━━━ DATA SUPPLIED

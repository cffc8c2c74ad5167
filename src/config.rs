/// Engine switches and render configuration.
///
/// `y_invert` and `reduce` are process-wide, like the rest of the engine
/// state: set once through the boundary, read by every later layout and
/// render. `RenderConfig` bundles what one CLI run needs.
use std::sync::atomic::{AtomicBool, Ordering};

static Y_INVERT: AtomicBool = AtomicBool::new(false);
static REDUCE: AtomicBool = AtomicBool::new(false);

pub fn set_y_invert(on: bool) {
    Y_INVERT.store(on, Ordering::SeqCst);
}

pub fn set_reduce(on: bool) {
    REDUCE.store(on, Ordering::SeqCst);
}

/// Snapshot of the process-wide switches.
#[derive(Debug, Clone, Copy, PartialEq, Eq, Default)]
pub struct EngineFlags {
    /// Report y growing downwards in coordinate-bearing text output.
    pub y_invert: bool,
    /// Drop isolated nodes before force-directed layout.
    pub reduce: bool,
}

impl EngineFlags {
    pub fn current() -> Self {
        Self {
            y_invert: Y_INVERT.load(Ordering::SeqCst),
            reduce: REDUCE.load(Ordering::SeqCst),
        }
    }
}

/// Configuration for one render run.
#[derive(Debug, Clone, PartialEq, Eq)]
pub struct RenderConfig {
    /// Layout engine name (e.g. "dot", "neato").
    pub engine: String,
    /// Output format name (e.g. "svg", "plain").
    pub format: String,
    pub y_invert: bool,
    pub reduce: bool,
}

impl Default for RenderConfig {
    fn default() -> Self {
        Self {
            engine: "dot".to_string(),
            format: "svg".to_string(),
            y_invert: false,
            reduce: false,
        }
    }
}

impl RenderConfig {
    pub fn new() -> Self {
        Self::default()
    }

    /// Push this run's switches into the process-wide engine state.
    pub fn apply(&self) {
        set_y_invert(self.y_invert);
        set_reduce(self.reduce);
    }
}
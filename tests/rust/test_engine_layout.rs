use super::*;

use crate::diagnostics::Session;
use crate::engine::read::read_all;

fn parse(text: &str) -> Graph {
    read_all(text).unwrap().remove(0)
}

fn run(engine: &dyn LayoutEngine, graph: &Graph, flags: EngineFlags) -> Layout {
    compute("test", engine, graph, SubgraphId::ROOT, 1, &flags)
}

fn center(graph: &Graph, layout: &Layout, name: &str) -> Point {
    layout.node(graph.find_node(name).unwrap()).unwrap().center
}

fn geom(shape: Shape) -> NodeGeom {
    NodeGeom {
        node: NodeId::new(0),
        center: Point::new(0.0, 0.0),
        width: 20.0,
        height: 10.0,
        shape,
    }
}

// ─── Helpers ─────────────────────────────────────────────────────────────────

#[test]
fn test_shape_names() {
    assert_eq!(Shape::from_name("rect"), Some(Shape::Box));
    assert_eq!(Shape::from_name("Oval"), Some(Shape::Ellipse));
    assert_eq!(Shape::from_name("hexagonx"), None);
    assert_eq!(Shape::DoubleCircle.name(), "doublecircle");
    assert_eq!(RankDir::from_name("lr"), Some(RankDir::LR));
}

#[test]
fn test_text_size() {
    assert_eq!(text_size("", 14.0), (0.0, 0.0));
    let (w, h) = text_size("ab\ncde", 10.0);
    assert!((w - 18.0).abs() < 1e-9);
    assert!((h - 24.0).abs() < 1e-9);
}

#[test]
fn test_clip_box_and_ellipse() {
    assert_eq!(clip(&geom(Shape::Box), Point::new(100.0, 0.0)), Point::new(10.0, 0.0));
    let p = clip(&geom(Shape::Ellipse), Point::new(0.0, 100.0));
    assert!((p.x).abs() < 1e-9 && (p.y - 5.0).abs() < 1e-9);
    // A target inside the node leaves the center unchanged.
    assert_eq!(clip(&geom(Shape::Box), Point::new(1.0, 1.0)), Point::new(0.0, 0.0));
}

#[test]
fn test_midpoint() {
    let straight = [Point::new(0.0, 0.0), Point::new(10.0, 0.0)];
    assert_eq!(midpoint(&straight), Point::new(5.0, 0.0));
    let bent = [Point::new(0.0, 0.0), Point::new(10.0, 0.0), Point::new(10.0, 10.0)];
    assert_eq!(midpoint(&bent), Point::new(10.0, 0.0));
}

#[test]
fn test_finish_moves_to_origin() {
    let mut graph = Graph::open("g", Default::default());
    let a = graph.node(SubgraphId::ROOT, "a", true).unwrap();
    let b = graph.node(SubgraphId::ROOT, "b", true).unwrap();
    let input = LayoutInput {
        nodes: vec![
            InputNode { id: a, width: 10.0, height: 10.0, shape: Shape::Box },
            InputNode { id: b, width: 10.0, height: 10.0, shape: Shape::Box },
        ],
        ..Default::default()
    };
    let placement = Placement::straight(vec![Point::new(-50.0, -50.0), Point::new(50.0, 50.0)]);
    let layout = finish(&input, placement, "test", 7);
    assert_eq!(layout.bb.ll, Point::new(0.0, 0.0));
    assert_eq!(layout.bb.ur, Point::new(110.0, 110.0));
    assert_eq!(layout.node(a).unwrap().center, Point::new(5.0, 5.0));
    assert_eq!(layout.node(b).unwrap().center, Point::new(105.0, 105.0));
    assert_eq!(layout.context, 7);
    assert_eq!(layout.engine, "test");
}

#[test]
fn test_finish_empty_graph() {
    let layout = finish(&LayoutInput::default(), Placement::default(), "dot", 1);
    assert_eq!(layout.bb, BBox::default());
    assert!(layout.nodes.is_empty());
}

// ─── Preparation ─────────────────────────────────────────────────────────────

#[test]
fn test_prepare_defaults() {
    let g = parse("digraph { a -> b }");
    let input = prepare(&g, SubgraphId::ROOT, false);
    assert_eq!(input.nodes.len(), 2);
    assert_eq!(input.edges.len(), 1);
    assert_eq!(input.edges[0].len, 72.0);
    assert_eq!(input.nodesep, 18.0);
    assert_eq!(input.ranksep, 36.0);
    assert_eq!(input.rankdir, RankDir::TB);
}

#[test]
fn test_prepare_graph_settings() {
    let g = parse("digraph { rankdir=LR nodesep=1 a [shape=box width=2] }");
    let input = prepare(&g, SubgraphId::ROOT, false);
    assert_eq!(input.rankdir, RankDir::LR);
    assert_eq!(input.nodesep, 72.0);
    assert_eq!(input.nodes[0].shape, Shape::Box);
    assert!(input.nodes[0].width >= 144.0);
}

#[test]
fn test_prepare_drops_isolated() {
    let g = parse("graph { a -- b; c }");
    assert_eq!(prepare(&g, SubgraphId::ROOT, true).nodes.len(), 2);
    assert_eq!(prepare(&g, SubgraphId::ROOT, false).nodes.len(), 3);
}

#[test]
fn test_prepare_unknown_shape_warns() {
    let session = Session::begin();
    let g = parse("digraph { a [shape=hexagonx] }");
    let input = prepare(&g, SubgraphId::ROOT, false);
    assert_eq!(input.nodes[0].shape, Shape::Box);
    assert_eq!(
        session.diagnostics().as_deref(),
        Some("Warning: node a, unknown shape hexagonx, using box")
    );
}

#[test]
fn test_prepare_bad_html_label_errors() {
    let session = Session::begin();
    let g = parse("digraph { a [label=<<blink>x</blink>>] }");
    prepare(&g, SubgraphId::ROOT, false);
    let message = session.diagnostics().unwrap();
    assert!(message.starts_with("Error: syntax error in line 1"), "{message}");
    assert!(message.ends_with("in label of node a"), "{message}");
}

#[test]
fn test_prepare_finds_nested_clusters() {
    let g = parse("digraph { subgraph x { subgraph cluster_in { a b } } c }");
    let input = prepare(&g, SubgraphId::ROOT, false);
    assert_eq!(input.clusters.len(), 1);
    assert_eq!(input.clusters[0].1, vec![0, 1]);
}

// ─── Engines ─────────────────────────────────────────────────────────────────

#[test]
fn test_dot_ranks_top_to_bottom() {
    let g = parse("digraph { a -> b -> c }");
    let layout = run(&layered::DotLayout, &g, EngineFlags::default());
    let (a, b, c) = (center(&g, &layout, "a"), center(&g, &layout, "b"), center(&g, &layout, "c"));
    assert!(a.y > b.y && b.y > c.y);
    assert_eq!(layout.bb.ll, Point::new(0.0, 0.0));
    assert!(layout.bb.height() > 0.0);
}

#[test]
fn test_dot_rankdir_lr() {
    let g = parse("digraph { rankdir=LR a -> b }");
    let layout = run(&layered::DotLayout, &g, EngineFlags::default());
    assert!(center(&g, &layout, "a").x < center(&g, &layout, "b").x);
}

#[test]
fn test_dot_handles_cycles() {
    let g = parse("digraph { a -> b -> c -> a }");
    let layout = run(&layered::DotLayout, &g, EngineFlags::default());
    assert_eq!(layout.nodes.len(), 3);
    assert_eq!(layout.edges.len(), 3);
    for e in &layout.edges {
        assert!(e.points.len() >= 2);
    }
}

#[test]
fn test_dot_long_edge_routes_through_ranks() {
    let g = parse("digraph { a -> b -> c; a -> c }");
    let layout = run(&layered::DotLayout, &g, EngineFlags::default());
    let longest = layout.edges.iter().map(|e| e.points.len()).max().unwrap();
    assert!(longest >= 3);
}

#[test]
fn test_dot_sibling_nodes_do_not_overlap() {
    let g = parse("digraph { a -> b; a -> c }");
    let layout = run(&layered::DotLayout, &g, EngineFlags::default());
    let b = layout.node(g.find_node("b").unwrap()).unwrap();
    let c = layout.node(g.find_node("c").unwrap()).unwrap();
    assert!((b.center.x - c.center.x).abs() >= (b.width + c.width) / 2.0);
}

#[test]
fn test_self_loop_and_label_position() {
    let g = parse("digraph { a -> a; a -> b [label=x] }");
    let layout = run(&layered::DotLayout, &g, EngineFlags::default());
    let edges: Vec<_> = g.edges().collect();
    assert_eq!(layout.edge(edges[0]).unwrap().points.len(), 4);
    assert!(layout.edge(edges[0]).unwrap().label_pos.is_none());
    assert!(layout.edge(edges[1]).unwrap().label_pos.is_some());
}

#[test]
fn test_cluster_bounds_enclose_members() {
    let g = parse("digraph { subgraph cluster_0 { a -> b } c }");
    let layout = run(&layered::DotLayout, &g, EngineFlags::default());
    assert_eq!(layout.clusters.len(), 1);
    let bb = layout.clusters[0].bb;
    for name in ["a", "b"] {
        let p = center(&g, &layout, name);
        assert!(bb.ll.x < p.x && p.x < bb.ur.x);
        assert!(bb.ll.y < p.y && p.y < bb.ur.y);
    }
}

#[test]
fn test_neato_places_connected_nodes_apart() {
    let g = parse("graph { a -- b -- c }");
    let layout = run(&force::NeatoLayout, &g, EngineFlags::default());
    let (a, b) = (center(&g, &layout, "a"), center(&g, &layout, "b"));
    assert!(a.x.is_finite() && a.y.is_finite());
    assert!(a.distance(b) > 1.0);
}

#[test]
fn test_reduce_applies_to_force_engines_only() {
    let g = parse("graph { a -- b; lonely }");
    let reduce = EngineFlags { y_invert: false, reduce: true };
    assert_eq!(run(&force::NeatoLayout, &g, reduce).nodes.len(), 2);
    assert_eq!(run(&force::FdpLayout, &g, reduce).nodes.len(), 2);
    assert_eq!(run(&layered::DotLayout, &g, reduce).nodes.len(), 3);
    assert_eq!(run(&force::NeatoLayout, &g, EngineFlags::default()).nodes.len(), 3);
}

#[test]
fn test_fdp_is_deterministic() {
    let g = parse("graph { a -- b -- c -- a }");
    let first = run(&force::FdpLayout, &g, EngineFlags::default());
    let second = run(&force::FdpLayout, &g, EngineFlags::default());
    assert_eq!(first.nodes, second.nodes);
}

#[test]
fn test_circo_components_side_by_side() {
    let g = parse("graph { a -- b -- c -- a; d -- e }");
    let layout = run(&circular::CircoLayout, &g, EngineFlags::default());
    let first_right = ["a", "b", "c"]
        .iter()
        .map(|n| center(&g, &layout, n).x)
        .fold(f64::MIN, f64::max);
    let second_left = ["d", "e"]
        .iter()
        .map(|n| center(&g, &layout, n).x)
        .fold(f64::MAX, f64::min);
    assert!(first_right < second_left);
}

#[test]
fn test_single_node_fits_bounding_box() {
    let g = parse("digraph { a }");
    for engine in [
        &layered::DotLayout as &dyn LayoutEngine,
        &force::NeatoLayout,
        &circular::CircoLayout,
    ] {
        let layout = run(engine, &g, EngineFlags::default());
        let n = &layout.nodes[0];
        assert!((layout.bb.width() - n.width).abs() < 1e-9);
        assert!((layout.bb.height() - n.height).abs() < 1e-9);
    }
}
//! Output formats.
//!
//! A renderer draws the laid-out view of a graph into bytes. Every renderer
//! works from the [`Layout`] attached to the view; the context refuses to
//! render a view that has none.

pub mod dot;
pub mod json;
pub mod plain;
pub mod svg;

use std::sync::LazyLock;

use regex::Regex;

use super::graph::{Graph, SubgraphId};
use super::layout::{Layout, POINTS_PER_INCH, Point};
use super::plugin::{ApiKind, PluginApi, PluginImpl, PluginLibrary, PluginType};
use crate::config::EngineFlags;

/// Trait for output formats.
pub trait Renderer: Sync {
    /// Draw the `sub` view of `graph` using `layout`.
    fn render(&self, graph: &Graph, sub: SubgraphId, layout: &Layout, flags: &EngineFlags) -> Vec<u8>;
}

// ── Shared helpers ───────────────────────────────────────────────────────────

/// Compact decimal: at most two places, no trailing zeros.
pub fn num(v: f64) -> String {
    let rounded = (v * 100.0).round() / 100.0;
    if rounded == 0.0 {
        return "0".to_string();
    }
    let text = format!("{rounded:.2}");
    text.trim_end_matches('0').trim_end_matches('.').to_string()
}

pub fn inches(points: f64) -> String {
    num(points / POINTS_PER_INCH)
}

/// Cubic Bézier control points tracing a polyline: `3k + 1` points for `k`
/// segments.
pub fn bezier(points: &[Point]) -> Vec<Point> {
    let Some(&first) = points.first() else {
        return Vec::new();
    };
    let mut out = vec![first];
    for w in points.windows(2) {
        let (p, q) = (w[0], w[1]);
        out.push(Point::new(p.x + (q.x - p.x) / 3.0, p.y + (q.y - p.y) / 3.0));
        out.push(Point::new(p.x + 2.0 * (q.x - p.x) / 3.0, p.y + 2.0 * (q.y - p.y) / 3.0));
        out.push(q);
    }
    out
}

/// Maps layout y into the output convention.
#[derive(Debug, Clone, Copy)]
pub struct YAxis {
    invert: bool,
    height: f64,
}

impl YAxis {
    pub fn new(layout: &Layout, flags: &EngineFlags) -> Self {
        Self {
            invert: flags.y_invert,
            height: layout.bb.height(),
        }
    }

    pub fn y(self, y: f64) -> f64 {
        if self.invert { self.height - y } else { y }
    }

    pub fn point(self, p: Point) -> String {
        format!("{},{}", num(p.x), num(self.y(p.y)))
    }
}

static PLAIN_ID: LazyLock<Regex> = LazyLock::new(|| {
    Regex::new(r"^(?:[A-Za-z_\x{80}-\x{10FFFF}][A-Za-z0-9_\x{80}-\x{10FFFF}]*|-?(?:\.[0-9]+|[0-9]+(?:\.[0-9]*)?))$")
        .expect("id pattern is valid")
});

const KEYWORDS: &[&str] = &["node", "edge", "graph", "digraph", "subgraph", "strict"];

/// An identifier as it must appear in DOT text.
pub fn quote_id(id: &str) -> String {
    let keyword = KEYWORDS.iter().any(|k| k.eq_ignore_ascii_case(id));
    if !keyword && PLAIN_ID.is_match(id) {
        return id.to_string();
    }
    let mut out = String::with_capacity(id.len() + 2);
    out.push('"');
    for c in id.chars() {
        match c {
            '"' => out.push_str("\\\""),
            '\n' => out.push_str("\\n"),
            _ => out.push(c),
        }
    }
    out.push('"');
    out
}

/// Name shown for the view: the graph name at the root, else the subgraph's.
pub fn view_name(graph: &Graph, sub: SubgraphId) -> &str {
    if sub.is_root() {
        graph.name()
    } else {
        graph.subgraph_name(sub).unwrap_or_default()
    }
}

// ── Plugin library ───────────────────────────────────────────────────────────

pub static CORE_LIBRARY: PluginLibrary = PluginLibrary {
    name: "core",
    apis: &[PluginApi {
        kind: ApiKind::Render,
        types: &[
            PluginType {
                name: "svg",
                quality: 1,
                imp: PluginImpl::Render(&svg::SvgRenderer),
            },
            PluginType {
                name: "dot",
                quality: 1,
                imp: PluginImpl::Render(&dot::DotRenderer { layout_attrs: true }),
            },
            PluginType {
                name: "gv",
                quality: 1,
                imp: PluginImpl::Render(&dot::DotRenderer { layout_attrs: true }),
            },
            PluginType {
                name: "canon",
                quality: 1,
                imp: PluginImpl::Render(&dot::DotRenderer { layout_attrs: false }),
            },
            PluginType {
                name: "plain",
                quality: 1,
                imp: PluginImpl::Render(&plain::PlainRenderer),
            },
            PluginType {
                name: "json",
                quality: 1,
                imp: PluginImpl::Render(&json::JsonRenderer),
            },
        ],
    }],
};

#[cfg(test)]
#[path = "../../../tests/rust/test_engine_render.rs"]
mod tests;
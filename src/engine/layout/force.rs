//! Force-directed layouts.
//!
//! `neato` minimises layout stress against graph-theoretic distances; `fdp`
//! runs a Fruchterman-Reingold spring simulation. Both start from the same
//! deterministic circular placement so repeated runs agree.

use std::f64::consts::TAU;

use super::{LayoutEngine, LayoutInput, Placement, Point};

const STRESS_ITERATIONS: usize = 200;
const STRESS_EPSILON: f64 = 1e-4;
const SPRING_ITERATIONS: usize = 300;

pub struct NeatoLayout;

impl LayoutEngine for NeatoLayout {
    fn place(&self, input: &LayoutInput) -> Placement {
        Placement::straight(stress_majorization(input))
    }

    fn drops_isolated(&self) -> bool {
        true
    }
}

pub struct FdpLayout;

impl LayoutEngine for FdpLayout {
    fn place(&self, input: &LayoutInput) -> Placement {
        Placement::straight(spring_embedding(input))
    }

    fn drops_isolated(&self) -> bool {
        true
    }
}

fn initial_circle(n: usize, radius: f64) -> Vec<Point> {
    (0..n)
        .map(|i| {
            let a = TAU * i as f64 / n as f64;
            Point::new(radius * a.cos(), radius * a.sin())
        })
        .collect()
}

/// All-pairs shortest path lengths over the undirected edge set.
fn shortest_paths(input: &LayoutInput) -> Vec<Vec<f64>> {
    let n = input.nodes.len();
    let mut d = vec![vec![f64::INFINITY; n]; n];
    for (i, row) in d.iter_mut().enumerate() {
        row[i] = 0.0;
    }
    for e in &input.edges {
        if e.tail != e.head {
            let len = d[e.tail][e.head].min(e.len);
            d[e.tail][e.head] = len;
            d[e.head][e.tail] = len;
        }
    }
    for k in 0..n {
        for i in 0..n {
            if d[i][k].is_infinite() {
                continue;
            }
            for j in 0..n {
                let via = d[i][k] + d[k][j];
                if via < d[i][j] {
                    d[i][j] = via;
                }
            }
        }
    }

    // Keep separate components apart by a little more than the longest path.
    let longest = d
        .iter()
        .flatten()
        .copied()
        .filter(|v| v.is_finite())
        .fold(0.0, f64::max);
    let mean_len = if input.edges.is_empty() {
        72.0
    } else {
        input.edges.iter().map(|e| e.len).sum::<f64>() / input.edges.len() as f64
    };
    for v in d.iter_mut().flatten() {
        if v.is_infinite() {
            *v = longest + mean_len;
        }
    }
    d
}

fn stress_majorization(input: &LayoutInput) -> Vec<Point> {
    let n = input.nodes.len();
    if n <= 1 {
        return vec![Point::default(); n];
    }

    let d = shortest_paths(input);
    let diameter = d.iter().flatten().copied().fold(0.0, f64::max);
    let mut pos = initial_circle(n, diameter.max(72.0) / 2.0);

    for _ in 0..STRESS_ITERATIONS {
        let mut moved = 0.0f64;
        for i in 0..n {
            let (mut sx, mut sy, mut sw) = (0.0, 0.0, 0.0);
            for j in 0..n {
                if i == j || d[i][j] <= 0.0 {
                    continue;
                }
                let w = 1.0 / (d[i][j] * d[i][j]);
                let dist = pos[i].distance(pos[j]).max(1e-6);
                sx += w * (pos[j].x + d[i][j] * (pos[i].x - pos[j].x) / dist);
                sy += w * (pos[j].y + d[i][j] * (pos[i].y - pos[j].y) / dist);
                sw += w;
            }
            if sw > 0.0 {
                let next = Point::new(sx / sw, sy / sw);
                moved = moved.max(next.distance(pos[i]));
                pos[i] = next;
            }
        }
        if moved < STRESS_EPSILON * diameter.max(1.0) {
            break;
        }
    }
    pos
}

fn spring_embedding(input: &LayoutInput) -> Vec<Point> {
    let n = input.nodes.len();
    if n <= 1 {
        return vec![Point::default(); n];
    }

    let mean_size = input
        .nodes
        .iter()
        .map(|v| v.width.max(v.height))
        .sum::<f64>()
        / n as f64;
    let k = mean_size + 18.0;
    let mut pos = initial_circle(n, k * (n as f64).sqrt() / 2.0);
    let mut temperature = k * 2.0;
    let cooling = temperature / SPRING_ITERATIONS as f64;

    for _ in 0..SPRING_ITERATIONS {
        let mut disp = vec![Point::default(); n];

        for i in 0..n {
            for j in i + 1..n {
                let (mut dx, mut dy) = (pos[i].x - pos[j].x, pos[i].y - pos[j].y);
                if dx.abs() < 1e-6 && dy.abs() < 1e-6 {
                    // Coincident nodes: push apart along a fixed direction.
                    dx = 0.01 * (i + 1) as f64;
                    dy = 0.01 * (j + 1) as f64;
                }
                let dist = dx.hypot(dy);
                let force = k * k / dist;
                disp[i].x += dx / dist * force;
                disp[i].y += dy / dist * force;
                disp[j].x -= dx / dist * force;
                disp[j].y -= dy / dist * force;
            }
        }

        for e in &input.edges {
            if e.tail == e.head {
                continue;
            }
            let (t, h) = (e.tail, e.head);
            let (dx, dy) = (pos[t].x - pos[h].x, pos[t].y - pos[h].y);
            let dist = dx.hypot(dy).max(1e-6);
            let force = dist * dist / k;
            disp[t].x -= dx / dist * force;
            disp[t].y -= dy / dist * force;
            disp[h].x += dx / dist * force;
            disp[h].y += dy / dist * force;
        }

        for (p, d) in pos.iter_mut().zip(&disp) {
            let len = d.x.hypot(d.y);
            if len > 0.0 {
                let step = len.min(temperature);
                p.x += d.x / len * step;
                p.y += d.y / len * step;
            }
        }
        temperature = (temperature - cooling).max(0.5);
    }
    pos
}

━━━━━━

## TASK INSTRUCTIONS
In how many lines of the data does the string "RenderConfig" appear? Give only the number.

## TASK ANSWER
4